__WHAT YOU SHOULD DO__: Every line from the one with "pub fn is_ordered(&self)" to the end of the entries, both included, is to be copied exactly; the other lines stay out.

[Stored data entries]

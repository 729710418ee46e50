use serde_json::json;
use wiremock::matchers::{any, body_partial_json, method, path};
use wiremock::{Mock, ResponseTemplate};

use crate::helpers::{response_json, TestApp, OBJECTS_PATH};

#[tokio::test]
async fn chat_returns_200_and_stores_the_message() {
    let test_app = TestApp::spawn_app().await;

    Mock::given(method("POST"))
        .and(path(OBJECTS_PATH))
        .and(body_partial_json(json!({
            "type": "chat-messages",
            "metadata": { "message": "Hello", "message_type": "support" }
        })))
        .respond_with(ResponseTemplate::new(201).set_body_json(json!({
            "object": { "id": "chat-1", "title": "Chat from Frank", "metadata": {} }
        })))
        .expect(1)
        .mount(&test_app.cosmic_server)
        .await;

    let response = test_app
        .post_json(
            "/api/chat",
            &json!({
                "name": "Frank",
                "email": "frank@test.com",
                "message": "Hello",
                "message_type": "support"
            }),
        )
        .await;

    assert_eq!(200, response.status().as_u16());
    assert_eq!(
        response_json(response).await,
        json!({ "success": true, "message": "Chat message stored successfully", "id": "chat-1" })
    );
}

#[tokio::test]
async fn chat_returns_400_when_message_type_is_missing() {
    let test_app = TestApp::spawn_app().await;

    Mock::given(any())
        .respond_with(ResponseTemplate::new(201))
        .expect(0)
        .mount(&test_app.cosmic_server)
        .await;

    let response = test_app
        .post_json(
            "/api/chat",
            &json!({ "name": "Frank", "email": "frank@test.com", "message": "Hello" }),
        )
        .await;

    assert_eq!(400, response.status().as_u16());
    assert_eq!(
        response_json(response).await,
        json!({ "error": "Missing required fields" })
    );
}

#[tokio::test]
async fn chat_returns_500_when_the_backend_fails() {
    let test_app = TestApp::spawn_app().await;

    Mock::given(any())
        .respond_with(ResponseTemplate::new(500))
        .mount(&test_app.cosmic_server)
        .await;

    let response = test_app
        .post_json(
            "/api/chat",
            &json!({
                "name": "Frank",
                "email": "frank@test.com",
                "message": "Hello",
                "message_type": "sales"
            }),
        )
        .await;

    assert_eq!(500, response.status().as_u16());
    assert_eq!(
        response_json(response).await,
        json!({ "error": "Failed to store chat message" })
    );
}
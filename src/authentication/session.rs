use actix_web::dev::Payload;
use actix_web::http::header::AUTHORIZATION;
use actix_web::http::StatusCode;
use actix_web::{web, FromRequest, HttpRequest, HttpResponse, ResponseError};
use chrono::{DateTime, Duration, Utc};
use hmac::{Hmac, Mac};
use secrecy::{ExposeSecret, Secret};
use sha2::Sha256;
use std::future::{ready, Ready};

use crate::config::AuthSettings;
use crate::routes::ErrorBody;

type HmacSha256 = Hmac<Sha256>;

/// Issues and verifies stateless session tokens of the form
/// `{user_id}.{expires_at}.{signature}`, where `expires_at` is a unix timestamp and
/// `signature` the hex encoded HMAC-SHA256 of `{user_id}.{expires_at}`.
#[derive(Clone)]
pub struct SessionKeys {
    secret: Secret<String>,
    ttl: Duration,
}

#[derive(thiserror::Error, Debug, PartialEq)]
pub enum SessionError {
    #[error("Missing session token.")]
    MissingToken,
    #[error("Malformed session token.")]
    MalformedToken,
    #[error("Invalid session token signature.")]
    InvalidSignature,
    #[error("Expired session token.")]
    Expired,
    #[error("Session keys are not configured.")]
    MissingKeys,
    #[error("Invalid session secret.")]
    InvalidSecret,
}

impl SessionKeys {
    pub fn new(secret: Secret<String>, ttl: Duration) -> Self {
        Self { secret, ttl }
    }

    pub fn from_settings(settings: &AuthSettings) -> Self {
        Self::new(settings.session_secret.clone(), settings.get_session_ttl())
    }

    pub fn issue(&self, user_id: &str) -> Result<String, SessionError> {
        self.issue_at(user_id, Utc::now())
    }

    pub fn issue_at(&self, user_id: &str, now: DateTime<Utc>) -> Result<String, SessionError> {
        let payload = format!("{}.{}", user_id, (now + self.ttl).timestamp());
        let signature = hex::encode(self.mac(&payload)?.finalize().into_bytes());

        Ok(format!("{}.{}", payload, signature))
    }

    /// Returns the user id the token was issued for.
    pub fn verify(&self, token: &str) -> Result<String, SessionError> {
        self.verify_at(token, Utc::now())
    }

    pub fn verify_at(&self, token: &str, now: DateTime<Utc>) -> Result<String, SessionError> {
        let (payload, signature) = token
            .rsplit_once('.')
            .ok_or(SessionError::MalformedToken)?;
        let (user_id, expires_at) = payload
            .rsplit_once('.')
            .ok_or(SessionError::MalformedToken)?;
        let signature = hex::decode(signature).map_err(|_| SessionError::MalformedToken)?;

        self.mac(payload)?
            .verify_slice(&signature)
            .map_err(|_| SessionError::InvalidSignature)?;

        let expires_at: i64 = expires_at
            .parse()
            .map_err(|_| SessionError::MalformedToken)?;

        if user_id.is_empty() {
            return Err(SessionError::MalformedToken);
        }

        if now.timestamp() >= expires_at {
            return Err(SessionError::Expired);
        }

        Ok(user_id.to_string())
    }

    fn mac(&self, payload: &str) -> Result<HmacSha256, SessionError> {
        let mut mac = HmacSha256::new_from_slice(self.secret.expose_secret().as_bytes())
            .map_err(|_| SessionError::InvalidSecret)?;

        mac.update(payload.as_bytes());
        Ok(mac)
    }
}

/// A request carrying a valid `Authorization: Bearer <session token>` header.
#[derive(Debug)]
pub struct AuthenticatedUser {
    pub user_id: String,
}

impl FromRequest for AuthenticatedUser {
    type Error = SessionError;
    type Future = Ready<Result<Self, Self::Error>>;

    fn from_request(req: &HttpRequest, _: &mut Payload) -> Self::Future {
        ready(authenticate_request(req))
    }
}

fn authenticate_request(req: &HttpRequest) -> Result<AuthenticatedUser, SessionError> {
    let session_keys = req
        .app_data::<web::Data<SessionKeys>>()
        .ok_or(SessionError::MissingKeys)?;
    let token = req
        .headers()
        .get(AUTHORIZATION)
        .and_then(|value| value.to_str().ok())
        .and_then(|value| value.strip_prefix("Bearer "))
        .ok_or(SessionError::MissingToken)?;

    let user_id = session_keys.verify(token)?;

    Ok(AuthenticatedUser { user_id })
}

impl ResponseError for SessionError {
    fn status_code(&self) -> StatusCode {
        match self {
            SessionError::MissingKeys | SessionError::InvalidSecret => {
                StatusCode::INTERNAL_SERVER_ERROR
            }
            _ => StatusCode::UNAUTHORIZED,
        }
    }

    fn error_response(&self) -> HttpResponse {
        let error = match self.status_code() {
            StatusCode::UNAUTHORIZED => "Unauthorized",
            _ => "Internal server error",
        };

        HttpResponse::build(self.status_code()).json(ErrorBody { error })
    }
}
use crate::record_store::CosmicObject;

/// Marketing content published on the website.
#[derive(Debug, Clone, Copy, PartialEq, Eq)]
pub enum ContentKind {
    Features,
    PricingPlans,
    Testimonials,
    TeamMembers,
}

impl ContentKind {
    pub fn parse(kind: &str) -> Result<ContentKind, String> {
        match kind {
            "features" => Ok(ContentKind::Features),
            "pricing-plans" => Ok(ContentKind::PricingPlans),
            "testimonials" => Ok(ContentKind::Testimonials),
            "team-members" => Ok(ContentKind::TeamMembers),
            _ => Err(format!("{} is not a known content type", kind)),
        }
    }

    pub fn object_type(&self) -> &'static str {
        match self {
            ContentKind::Features => "features",
            ContentKind::PricingPlans => "pricing-plans",
            ContentKind::Testimonials => "testimonials",
            ContentKind::TeamMembers => "team-members",
        }
    }

    /// Team members are listed in the order the backend returns them.
    pub fn is_ordered(&self) -> bool {
        !matches!(self, ContentKind::TeamMembers)
    }

    pub fn arrange(&self, mut objects: Vec<CosmicObject>) -> Vec<CosmicObject> {
        if self.is_ordered() {
            // Stable, so objects sharing an order keep the backend order
            objects.sort_by(|a, b| a.order().total_cmp(&b.order()));
        }

        objects
    }
}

__WRITTEN ANSWER__:
    pub fn is_ordered(&self) -> bool {
        !matches!(self, ContentKind::TeamMembers)
    }

    pub fn arrange(&self, mut objects: Vec<CosmicObject>) -> Vec<CosmicObject> {
        if self.is_ordered() {
            // Stable, so objects sharing an order keep the backend order
            objects.sort_by(|a, b| a.order().total_cmp(&b.order()));
        }

        objects
    }
}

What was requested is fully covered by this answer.